If FOOD, INC. had the guts it proposes to have, it would have scrolled a list at the end of the film of companies that we can trust and support. Director Robert Kenner reveals the names of the guilty with zeal but inexplicably prevents us from being led down the path to righteousness. Say I'm ready to spend more on my meat if it's going to be from cows that eat grass and are treated humanely (before they are butchered). What store do I go to for that? What label do I look for? FOOD, INC. quickly scrolls tips onscreen at the end like "buy foods when they are in season," "buy from local farmers" and "ask your school district to provide healthy lunches."

LIP SERVICE!

What I learned from watching FOOD, INC. -- and don't get me wrong...I'm grateful for learning it -- is that the problem the movie uncovers is a governmental problem, not an agricultural industry problem. The movie claims that farmers will produce whatever the people want, but people don't even know what their options are. And after you see a scene showing a court decision to allow a company to withhold identifying cloned animal meat as such on its labels for fear of freaking out consumers (are you kidding me??), you'll wrap up your viewing with the disgusting feeling that no label you'll ever read will be truthful and accurate. Maybe we can only eat what we want because we'll die anyway.

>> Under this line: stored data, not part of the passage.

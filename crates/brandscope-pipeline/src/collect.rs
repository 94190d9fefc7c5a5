//! Turning one platform's fetch results into a validated snapshot.

use brandscope_core::{Platform, ProfileCounts, RawPost};
use brandscope_metrics::{
    extract_platform_metrics, validate_sources, DataSource, DateRange, PlatformSnapshot,
    SourceOrigin,
};

use crate::options::AnalysisOptions;

/// Data sources for the validator.
///
/// The provider contributes one source when either its posts or its profile
/// lookup succeeded; the scraper contributes one when it returned counts.
/// An empty result means the platform produced nothing usable.
#[must_use]
pub fn data_sources(
    posts: Option<&[RawPost]>,
    profile: Option<ProfileCounts>,
    scraped: Option<ProfileCounts>,
) -> Vec<DataSource> {
    let mut sources = Vec::with_capacity(2);

    let has_posts = posts.is_some_and(|p| !p.is_empty());
    let profile = profile.filter(|p| !p.is_empty());
    if has_posts || profile.is_some() {
        let counts = profile.unwrap_or_default();
        sources.push(DataSource {
            origin: SourceOrigin::PrimaryApi,
            followers: counts.followers,
            posts: counts.posts,
            engagement: counts.engagement_rate,
            data_points: posts.map(<[RawPost]>::len),
            date_range: posts.and_then(DateRange::from_posts),
        });
    }

    if let Some(scraped) = scraped.filter(|s| !s.is_empty()) {
        sources.push(DataSource {
            origin: SourceOrigin::Scraper,
            followers: scraped.followers,
            posts: scraped.posts,
            engagement: scraped.engagement_rate,
            data_points: None,
            date_range: None,
        });
    }

    sources
}

/// Validate `sources`, extract metrics from `posts` and assemble the
/// snapshot. Estimated follower counts are reported as a data-quality issue.
#[must_use]
pub fn build_snapshot(
    platform: Platform,
    handle: &str,
    posts: Vec<RawPost>,
    sources: &[DataSource],
    options: &AnalysisOptions,
) -> PlatformSnapshot {
    let mut report = validate_sources(sources);
    let metrics = extract_platform_metrics(
        platform,
        &posts,
        &report.merged_data,
        &options.engagement,
        options.local_offset,
    );

    if metrics.followers_estimated {
        report.issues.push(format!(
            "Follower count estimated from average engagement assuming a {:.1}% engagement \
             rate on {platform}; treat it as an approximation",
            options.engagement.rate_for(platform) * 100.0
        ));
    }

    let posts_analyzed = posts.len();
    let account_posts = match report.merged_data.posts {
        0 => posts_analyzed as u64,
        n => n,
    };

    PlatformSnapshot {
        platform,
        handle: Some(handle.to_string()),
        configured: true,
        data_available: true,
        followers: metrics.followers,
        followers_estimated: metrics.followers_estimated,
        posts: account_posts,
        posts_analyzed,
        engagement_rate: metrics.engagement_rate,
        avg_engagement_per_post: metrics.avg_engagement_per_post,
        avg_post_per_day: metrics.avg_post_per_day,
        top_hashtags: metrics.top_hashtags,
        post_types: metrics.post_types,
        post_times: metrics.post_times,
        raw_posts: posts,
        data_quality: Some(report),
    }
}

#[cfg(test)]
mod tests {
    use brandscope_core::MediaType;
    use chrono::{TimeZone, Utc};

    use super::*;

    fn post(likes: u64, day: u32) -> RawPost {
        RawPost {
            platform: Platform::Instagram,
            id: Some(format!("p{day}")),
            url: None,
            text: "Kopi susu #promo".to_string(),
            author: Some("brand".to_string()),
            author_followers: None,
            published_at: Utc.with_ymd_and_hms(2025, 3, day, 2, 0, 0).single(),
            likes,
            comments: 0,
            shares: 0,
            media_type: MediaType::Image,
        }
    }

    #[test]
    fn no_posts_and_no_counts_yields_no_sources() {
        assert!(data_sources(Some(&[][..]), Some(ProfileCounts::default()), None).is_empty());
        assert!(data_sources(None, None, None).is_empty());
    }

    #[test]
    fn provider_and_scraper_each_contribute_a_source() {
        let posts = vec![post(10, 1), post(20, 5)];
        let profile = ProfileCounts {
            followers: Some(1_000),
            posts: Some(300),
            engagement_rate: None,
        };
        let scraped = ProfileCounts {
            followers: Some(1_050),
            posts: None,
            engagement_rate: None,
        };

        let sources = data_sources(Some(&posts), Some(profile), Some(scraped));
        assert_eq!(sources.len(), 2);
        assert_eq!(sources[0].origin, SourceOrigin::PrimaryApi);
        assert_eq!(sources[0].data_points, Some(2));
        assert!(sources[0].date_range.is_some());
        assert_eq!(sources[1].origin, SourceOrigin::Scraper);
        assert_eq!(sources[1].followers, Some(1_050));
    }

    #[test]
    fn profile_failure_still_keeps_posts() {
        let posts = vec![post(10, 1)];
        let sources = data_sources(Some(&posts), None, None);
        assert_eq!(sources.len(), 1);
        assert_eq!(sources[0].followers, None);
    }

    #[test]
    fn estimated_followers_are_flagged_as_an_issue() {
        // Average engagement 1000 at the assumed 2% Instagram rate.
        let posts = vec![post(1_000, 1), post(1_000, 2)];
        let sources = data_sources(Some(&posts), None, None);
        let snapshot = build_snapshot(
            Platform::Instagram,
            "brand",
            posts,
            &sources,
            &AnalysisOptions::default(),
        );

        assert!(snapshot.data_available);
        assert!(snapshot.followers_estimated);
        assert_eq!(snapshot.followers, 50_000);
        let report = snapshot.data_quality.expect("report attached");
        assert!(
            report.issues.iter().any(|i| i.contains("estimated")),
            "issues: {:?}",
            report.issues
        );
    }

    #[test]
    fn account_post_count_falls_back_to_analyzed_posts() {
        let posts = vec![post(5, 1), post(5, 2), post(5, 3)];
        let sources = data_sources(Some(&posts), None, None);
        let snapshot = build_snapshot(
            Platform::Instagram,
            "brand",
            posts,
            &sources,
            &AnalysisOptions::default(),
        );
        assert_eq!(snapshot.posts, 3);
        assert_eq!(snapshot.posts_analyzed, 3);
    }
}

I want to eat healthier products. I want to eat food that truly nourishes my body. I want my money to go to the livelihood of the American farmer, the true victim in all of this (because consumers can choose not to eat things, but these farmers are screwed). But I still don't really know how. FOOD, INC. is a persuasive speech with a weak solutions section. What little advice it offers at the end is vague, dreamy and, ultimately, depressing. We are presented with a litany of misfortune, told not to buy the offending products after being told that pretty much every product in the store qualifies as one, and then given the weak hope that the industry can see the kind of change that was brought to the tobacco industry. I am reminded that THAT struggle took about 50 years, so I expect I'll be dead before the food industry will improve at a similar rate.

As I sit here with a plate of antibiotically-enhanced scrambled eggs, a piece of preservative-filled toast and cup of fictitiously-labeled Columbian coffee with chemically-processed cream, I've come to the conclusion that FOOD, INC. was the most depressing film I've seen all year.